Let $M=\alpha N\log N$, and consider the limit $N\to\infty$ for fixed $\alpha$. First, let's calculate the variance of the number of coupons drawn in the unmodified coupon collector's problem. As the expectation is obtained as the sum of the expectations of $N$ independent values, the variance is the sum of the variances of these values. The number of draws to get a new colour when $k$ colours are still missing is geometrically distributed with $p=k/N$ and thus expectation $1/p=N/k$ and variance $(1-p)/p^2=(N^2-kN)/k^2$. The sum of the expectations is the well-known result
$$
\sum_{k=1}^N\frac Nk=NH_N\sim N\log N\;,
$$
where $H_N$ is the $N$-th harmonic number. The sum of the variances is
$$
\sum_{k=1}^N\frac{N^2-kN}{k^2}\sim\frac{\pi^2}6N^2-N\log N\sim\frac{\pi^2}6N^2\;.
$$
Thus the standard deviation is asymptotically a fixed fraction $\pi/\sqrt6$ of $N$, and by Chebyshev's inequality for fixed $\alpha\gt1$ the process asymptotically almost surely ends before expiration sets in, so the expected number of coupons in this case is just the unmodified expected number $NH_N$.
On the other hand, for the same reason, for fixed $\alpha\lt1$ the process asymptotically almost surely doesn't end before expiration sets in, so the expected number of coupons in this case is $M$ plus the expected number of coupons drawn after the onset of expiration.
To estimate the latter, let's first estimate the probability that all $N$ colours are represented in $M$ uniformly independently drawn coupons.

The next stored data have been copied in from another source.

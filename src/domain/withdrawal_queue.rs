//! Withdrawal request storage and its pending→resolved transition.

use std::sync::atomic::{AtomicU64, Ordering};

use chrono::Utc;
use tokio::sync::RwLock;

use super::{RequestStatus, UserId, WithdrawalDecision, WithdrawalRequest};
use crate::error::GatewayError;

/// All withdrawal requests, in creation order.
///
/// Requests are append-only except for the one-shot status transition out
/// of `Pending`; resolved requests are kept forever as history.
#[derive(Debug)]
pub struct WithdrawalQueue {
    requests: RwLock<Vec<WithdrawalRequest>>,
    next_id: AtomicU64,
}

impl WithdrawalQueue {
    /// Creates an empty queue.
    #[must_use]
    pub fn new() -> Self {
        Self {
            requests: RwLock::new(Vec::new()),
            next_id: AtomicU64::new(1),
        }
    }

    /// Opens a new pending request snapshotting the user's name and balance.
    ///
    /// # Errors
    ///
    /// Returns [`GatewayError::PendingWithdrawalExists`] if the user already
    /// has a request awaiting a decision.
    pub async fn open(
        &self,
        user_id: UserId,
        username: String,
        points: i64,
    ) -> Result<WithdrawalRequest, GatewayError> {
        let mut requests = self.requests.write().await;
        if requests
            .iter()
            .any(|r| r.user_id == user_id && r.status == RequestStatus::Pending)
        {
            return Err(GatewayError::PendingWithdrawalExists(user_id));
        }
        let request = WithdrawalRequest {
            id: self.next_id.fetch_add(1, Ordering::Relaxed),
            user_id,
            username,
            points,
            status: RequestStatus::Pending,
            timestamp: Utc::now(),
        };
        requests.push(request.clone());
        Ok(request)
    }

    /// Applies an admin decision to a pending request.
    ///
    /// # Errors
    ///
    /// Returns [`GatewayError::WithdrawalNotFound`] for an unknown id, or
    /// [`GatewayError::AlreadyProcessed`] if the request has already left
    /// the pending state.
    pub async fn process(
        &self,
        request_id: u64,
        decision: WithdrawalDecision,
    ) -> Result<WithdrawalRequest, GatewayError> {
        let mut requests = self.requests.write().await;
        let request = requests
            .iter_mut()
            .find(|r| r.id == request_id)
            .ok_or(GatewayError::WithdrawalNotFound(request_id))?;
        if request.status != RequestStatus::Pending {
            return Err(GatewayError::AlreadyProcessed(request_id));
        }
        request.status = RequestStatus::from(decision);
        Ok(request.clone())
    }

    /// Returns all requests in creation order.
    pub async fn list(&self) -> Vec<WithdrawalRequest> {
        self.requests.read().await.clone()
    }

    /// Returns `true` if the user has a request awaiting a decision.
    pub async fn has_pending(&self, user_id: UserId) -> bool {
        self.requests
            .read()
            .await
            .iter()
            .any(|r| r.user_id == user_id && r.status == RequestStatus::Pending)
    }

    /// Replaces the queue contents (snapshot restore), resuming the id
    /// sequence after the highest restored id.
    pub async fn replace_all(&self, requests: Vec<WithdrawalRequest>) {
        let next = requests.iter().map(|r| r.id).max().map_or(1, |max| max + 1);
        self.next_id.store(next, Ordering::Relaxed);
        *self.requests.write().await = requests;
    }

    /// Returns the number of requests ever made.
    pub async fn len(&self) -> usize {
        self.requests.read().await.len()
    }

    /// Returns `true` if no request was ever made.
    pub async fn is_empty(&self) -> bool {
        self.requests.read().await.is_empty()
    }
}

impl Default for WithdrawalQueue {
    fn default() -> Self {
        Self::new()
    }
}

#[cfg(test)]
#[allow(clippy::panic)]
mod tests {
    use super::*;

    #[tokio::test]
    async fn open_creates_pending_request() {
        let queue = WithdrawalQueue::new();
        let user = UserId::new();
        let request = queue.open(user, "alice".to_string(), 2500).await;
        let Ok(request) = request else {
            panic!("open failed");
        };
        assert_eq!(request.id, 1);
        assert_eq!(request.status, RequestStatus::Pending);
        assert_eq!(request.points, 2500);
        assert!(queue.has_pending(user).await);
    }

    #[tokio::test]
    async fn second_pending_request_is_rejected() {
        let queue = WithdrawalQueue::new();
        let user = UserId::new();
        let _ = queue.open(user, "alice".to_string(), 2500).await;
        let second = queue.open(user, "alice".to_string(), 2500).await;
        assert!(second.is_err());
    }

    #[tokio::test]
    async fn resolved_user_may_request_again() {
        let queue = WithdrawalQueue::new();
        let user = UserId::new();
        let first = queue.open(user, "alice".to_string(), 2500).await;
        let Ok(first) = first else {
            panic!("open failed");
        };
        let _ = queue.process(first.id, WithdrawalDecision::Rejected).await;

        let second = queue.open(user, "alice".to_string(), 2600).await;
        assert!(second.is_ok());
    }

    #[tokio::test]
    async fn process_transitions_exactly_once() {
        let queue = WithdrawalQueue::new();
        let user = UserId::new();
        let request = queue.open(user, "alice".to_string(), 2500).await;
        let Ok(request) = request else {
            panic!("open failed");
        };

        let processed = queue
            .process(request.id, WithdrawalDecision::Approved)
            .await;
        let Ok(processed) = processed else {
            panic!("process failed");
        };
        assert_eq!(processed.status, RequestStatus::Approved);

        // Any further attempt conflicts, including with the same decision.
        let again = queue
            .process(request.id, WithdrawalDecision::Approved)
            .await;
        assert!(matches!(again, Err(GatewayError::AlreadyProcessed(_))));
    }

    #[tokio::test]
    async fn process_unknown_id_errors() {
        let queue = WithdrawalQueue::new();
        let result = queue.process(99, WithdrawalDecision::Approved).await;
        assert!(matches!(result, Err(GatewayError::WithdrawalNotFound(99))));
    }
}
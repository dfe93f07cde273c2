//! Concurrent user storage with per-user fine-grained locking.
//!
//! [`UserRegistry`] stores all registered users in a `HashMap` where each
//! entry is individually protected by a [`tokio::sync::RwLock`]. This
//! allows concurrent reads on the same user and concurrent writes on
//! different users, while point mutations for the same user are serialized.

use std::collections::HashMap;
use std::sync::Arc;

use tokio::sync::RwLock;

use super::{User, UserId};
use crate::error::GatewayError;

#[derive(Debug, Default)]
struct Inner {
    users: HashMap<UserId, Arc<RwLock<User>>>,
    // Username lookup for register-or-fetch; usernames are immutable.
    by_username: HashMap<String, UserId>,
}

/// Central store for all registered users.
///
/// Uses a `RwLock` for the outer maps and per-entry `Arc<RwLock<User>>`
/// for fine-grained per-user locking.
///
/// # Concurrency
///
/// - Multiple tasks may read the same user concurrently.
/// - Writes to different users are concurrent.
/// - Writes to the same user are serialized, which keeps task completion
///   exactly-once under concurrent duplicate submissions.
#[derive(Debug, Default)]
pub struct UserRegistry {
    inner: RwLock<Inner>,
}

impl UserRegistry {
    /// Creates an empty registry.
    #[must_use]
    pub fn new() -> Self {
        Self::default()
    }

    /// Inserts `user` unless the username is already registered, in which
    /// case the existing entry is returned instead.
    ///
    /// Returns the entry and whether it was freshly created. Atomic under
    /// the outer write lock, so two concurrent registrations of the same
    /// username yield the same user.
    pub async fn get_or_insert(&self, user: User) -> (Arc<RwLock<User>>, bool) {
        let mut inner = self.inner.write().await;
        if let Some(id) = inner.by_username.get(&user.username)
            && let Some(existing) = inner.users.get(id)
        {
            return (Arc::clone(existing), false);
        }
        let id = user.id;
        let username = user.username.clone();
        let entry = Arc::new(RwLock::new(user));
        inner.users.insert(id, Arc::clone(&entry));
        inner.by_username.insert(username, id);
        (entry, true)
    }

    /// Returns a shared reference to the user entry behind its per-user lock.
    ///
    /// # Errors
    ///
    /// Returns [`GatewayError::UserNotFound`] if no user with the given ID
    /// exists.
    pub async fn get(&self, user_id: UserId) -> Result<Arc<RwLock<User>>, GatewayError> {
        let inner = self.inner.read().await;
        inner
            .users
            .get(&user_id)
            .cloned()
            .ok_or(GatewayError::UserNotFound(user_id))
    }

    /// Looks a user up by username.
    pub async fn find_by_username(&self, username: &str) -> Option<Arc<RwLock<User>>> {
        let inner = self.inner.read().await;
        inner
            .by_username
            .get(username)
            .and_then(|id| inner.users.get(id))
            .cloned()
    }

    /// Returns every user entry for cross-user sweeps (e.g. task cascades).
    pub async fn entries(&self) -> Vec<Arc<RwLock<User>>> {
        let inner = self.inner.read().await;
        inner.users.values().cloned().collect()
    }

    /// Returns a cloned snapshot of all users, sorted by registration time.
    pub async fn list(&self) -> Vec<User> {
        let entries = self.entries().await;
        let mut users = Vec::with_capacity(entries.len());
        for entry in &entries {
            users.push(entry.read().await.clone());
        }
        users.sort_by_key(|u| u.created_at);
        users
    }

    /// Replaces the whole registry contents (snapshot restore).
    pub async fn replace_all(&self, users: Vec<User>) {
        let mut inner = self.inner.write().await;
        inner.users.clear();
        inner.by_username.clear();
        for user in users {
            let id = user.id;
            inner.by_username.insert(user.username.clone(), id);
            inner.users.insert(id, Arc::new(RwLock::new(user)));
        }
    }

    /// Returns the number of registered users.
    pub async fn len(&self) -> usize {
        self.inner.read().await.users.len()
    }

    /// Returns `true` if the registry contains no users.
    pub async fn is_empty(&self) -> bool {
        self.inner.read().await.users.is_empty()
    }
}
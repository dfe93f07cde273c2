//! REST endpoint handlers organized by resource.

pub mod admin;
pub mod system;
pub mod task;
pub mod user;

use axum::Router;

use crate::app_state::AppState;

/// Composes all resource routes under `/api/v1`.
pub fn routes() -> Router<AppState> {
    Router::new()
        .merge(user::routes())
        .merge(task::routes())
        .merge(admin::routes())
}
//! # airdrop-gateway
//!
//! REST API and WebSocket gateway for an airdrop task & points ledger.
//!
//! End users register, complete tasks to earn points, connect wallet
//! identifiers, and request a withdrawal once their balance clears the
//! eligibility threshold. Administrators manage the task catalog, correct
//! balances, decide withdrawal requests, and set campaign dates. Every
//! point movement is recorded in an append-only audit log.
//!
//! ## Architecture
//!
//! ```text
//! Clients (HTTP, WebSocket)
//!     │
//!     ├── REST Handlers (api/)
//!     ├── WS Handler (ws/)
//!     │
//!     ├── LedgerService (service/)
//!     ├── EventBus (domain/)
//!     │
//!     ├── UserRegistry / TaskCatalog / TransactionLog / WithdrawalQueue (domain/)
//!     │
//!     └── PostgreSQL Persistence (optional)
//! ```

pub mod api;
pub mod app_state;
pub mod config;
pub mod domain;
pub mod error;
pub mod persistence;
pub mod service;
pub mod ws;
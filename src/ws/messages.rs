//! WebSocket message types: envelope and client commands.

use chrono::{DateTime, Utc};
use serde::{Deserialize, Serialize};

/// Top-level WebSocket message envelope.
#[derive(Debug, Clone, Serialize, Deserialize)]
pub struct WsMessage {
    /// Client-provided ID for requests; server-generated for events.
    pub id: String,
    /// Message type discriminator.
    #[serde(rename = "type")]
    pub msg_type: WsMessageType,
    /// ISO-8601 timestamp.
    pub timestamp: DateTime<Utc>,
    /// Variant-specific payload.
    pub payload: serde_json::Value,
}

/// Discriminator for WebSocket message types.
#[derive(Debug, Clone, Serialize, Deserialize, PartialEq, Eq)]
#[serde(rename_all = "snake_case")]
pub enum WsMessageType {
    /// Client → Server command.
    Command,
    /// Server → Client response to a command.
    Response,
    /// Server → Client broadcast event.
    Event,
    /// Server → Client error.
    Error,
}

/// Commands that a client can send over WebSocket.
#[derive(Debug, Clone, Deserialize)]
#[serde(tag = "command", rename_all = "snake_case")]
pub enum WsCommand {
    /// Subscribe to events for specific users.
    Subscribe {
        /// User ids to subscribe to. Use `["*"]` for all events.
        user_ids: Vec<String>,
    },
    /// Unsubscribe from events for specific users.
    Unsubscribe {
        /// User ids to unsubscribe from.
        user_ids: Vec<String>,
    },
}
//! Domain events reflecting ledger state mutations.
//!
//! Every state change emits a [`LedgerEvent`] through the [`super::EventBus`].
//! Events are broadcast to WebSocket subscribers and optionally persisted
//! to the PostgreSQL event log.

use chrono::{DateTime, Utc};
use serde::Serialize;

use super::{TaskId, UserId, WithdrawalDecision};

/// Domain event emitted after every state mutation.
///
/// Catalog-wide events (task and settings changes) carry no user id and are
/// delivered to wildcard subscribers only.
#[derive(Debug, Clone, Serialize)]
#[serde(tag = "event_type", rename_all = "snake_case")]
pub enum LedgerEvent {
    /// Emitted when a new user registers.
    UserRegistered {
        /// User identifier.
        user_id: UserId,
        /// Chosen username.
        username: String,
        /// Registration timestamp.
        timestamp: DateTime<Utc>,
    },

    /// Emitted on the first completion of a task by a user.
    TaskCompleted {
        /// User identifier.
        user_id: UserId,
        /// Completed task.
        task_id: TaskId,
        /// Points credited.
        points_awarded: u32,
        /// Balance after the credit.
        new_balance: i64,
        /// Completion timestamp.
        timestamp: DateTime<Utc>,
    },

    /// Emitted after a manual admin balance correction.
    PointsAdjusted {
        /// User identifier.
        user_id: UserId,
        /// Signed adjustment amount.
        amount: i64,
        /// Audit reason supplied by the admin.
        reason: String,
        /// Balance after the adjustment.
        new_balance: i64,
        /// Adjustment timestamp.
        timestamp: DateTime<Utc>,
    },

    /// Emitted after a user updates their wallet identifiers.
    WalletUpdated {
        /// User identifier.
        user_id: UserId,
        /// Update timestamp.
        timestamp: DateTime<Utc>,
    },

    /// Emitted when an admin adds a task to the catalog.
    TaskAdded {
        /// New task identifier.
        task_id: TaskId,
        /// Task title.
        title: String,
        /// Points the task awards.
        points: u32,
        /// Creation timestamp.
        timestamp: DateTime<Utc>,
    },

    /// Emitted when an admin replaces a task's fields.
    TaskUpdated {
        /// Updated task identifier.
        task_id: TaskId,
        /// Update timestamp.
        timestamp: DateTime<Utc>,
    },

    /// Emitted when an admin deletes a task.
    TaskRemoved {
        /// Removed task identifier.
        task_id: TaskId,
        /// Removal timestamp.
        timestamp: DateTime<Utc>,
    },

    /// Emitted when a user opens a withdrawal request.
    WithdrawalRequested {
        /// Request identifier.
        request_id: u64,
        /// Requesting user.
        user_id: UserId,
        /// Balance snapshot on the request.
        points: i64,
        /// Request timestamp.
        timestamp: DateTime<Utc>,
    },

    /// Emitted when an admin resolves a withdrawal request.
    WithdrawalProcessed {
        /// Request identifier.
        request_id: u64,
        /// Requesting user.
        user_id: UserId,
        /// The decision taken.
        decision: WithdrawalDecision,
        /// Decision timestamp.
        timestamp: DateTime<Utc>,
    },

    /// Emitted when an admin replaces the campaign settings.
    SettingsUpdated {
        /// Update timestamp.
        timestamp: DateTime<Utc>,
    },
}

impl LedgerEvent {
    /// Returns the user this event concerns, if it concerns one.
    #[must_use]
    pub const fn user_id(&self) -> Option<UserId> {
        match self {
            Self::UserRegistered { user_id, .. }
            | Self::TaskCompleted { user_id, .. }
            | Self::PointsAdjusted { user_id, .. }
            | Self::WalletUpdated { user_id, .. }
            | Self::WithdrawalRequested { user_id, .. }
            | Self::WithdrawalProcessed { user_id, .. } => Some(*user_id),
            Self::TaskAdded { .. }
            | Self::TaskUpdated { .. }
            | Self::TaskRemoved { .. }
            | Self::SettingsUpdated { .. } => None,
        }
    }

    /// Returns the event type as a static string slice.
    #[must_use]
    pub const fn event_type_str(&self) -> &'static str {
        match self {
            Self::UserRegistered { .. } => "user_registered",
            Self::TaskCompleted { .. } => "task_completed",
            Self::PointsAdjusted { .. } => "points_adjusted",
            Self::WalletUpdated { .. } => "wallet_updated",
            Self::TaskAdded { .. } => "task_added",
            Self::TaskUpdated { .. } => "task_updated",
            Self::TaskRemoved { .. } => "task_removed",
            Self::WithdrawalRequested { .. } => "withdrawal_requested",
            Self::WithdrawalProcessed { .. } => "withdrawal_processed",
            Self::SettingsUpdated { .. } => "settings_updated",
        }
    }
}

#[cfg(test)]
#[allow(clippy::panic)]
mod tests {
    use super::*;

    #[test]
    fn task_completed_event_type() {
        let event = LedgerEvent::TaskCompleted {
            user_id: UserId::new(),
            task_id: TaskId::from_raw(1),
            points_awarded: 500,
            new_balance: 500,
            timestamp: Utc::now(),
        };
        assert_eq!(event.event_type_str(), "task_completed");
    }

    #[test]
    fn points_adjusted_serializes() {
        let event = LedgerEvent::PointsAdjusted {
            user_id: UserId::new(),
            amount: -100,
            reason: "fee".to_string(),
            new_balance: 400,
            timestamp: Utc::now(),
        };
        let json = serde_json::to_string(&event);
        assert!(json.is_ok());
        let json_str = json.unwrap_or_default();
        assert!(json_str.contains("points_adjusted"));
        assert!(json_str.contains("-100"));
    }

    #[test]
    fn user_id_accessor_distinguishes_catalog_events() {
        let id = UserId::new();
        let user_event = LedgerEvent::WalletUpdated {
            user_id: id,
            timestamp: Utc::now(),
        };
        assert_eq!(user_event.user_id(), Some(id));

        let catalog_event = LedgerEvent::TaskRemoved {
            task_id: TaskId::from_raw(3),
            timestamp: Utc::now(),
        };
        assert_eq!(catalog_event.user_id(), None);
    }
}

According to Byron's answer to this question, this is
$$
\sum_{k=0}^N (-1)^k {N\choose k}\left(1-{k\over N}\right)^M=\sum_{k=0}^N (-1)^k {N\choose k}\left(1-{k\over N}\right)^{\alpha N\log N}\;.
$$
We can approximate this by
$$
\sum_{k=0}^N (-1)^k {N\choose k}\mathrm e^{-k\alpha\log N}=\sum_{k=0}^N (-1)^k {N\choose k}\left(N^{-\alpha}\right)^k=\left(1-N^{-\alpha}\right)^N\sim\exp\left(-N^{1-\alpha}\right)
$$
for $N\to\infty$ if the terms of the series become negligible before the approximation breaks down. To check this, consider the logarithm of the absolute value of the (approximated) terms,
$$
\log\left(\binom Nk\mathrm e^{-k\alpha\log N}\right)\approx N\log N-k\log k-(N-k)\log(N-k)-k\alpha\log N\;,
$$
and set the derivative with respect to $k$ to zero:
$$
-\log k+\log(N-k)-\alpha\log N=0
$$
to find the maximum at $k=N/(1+N^\alpha)$. Thus for $N\to\infty$ the maximum shifts towards vanishing fractions of $N$, and the approximation is asymptotically valid.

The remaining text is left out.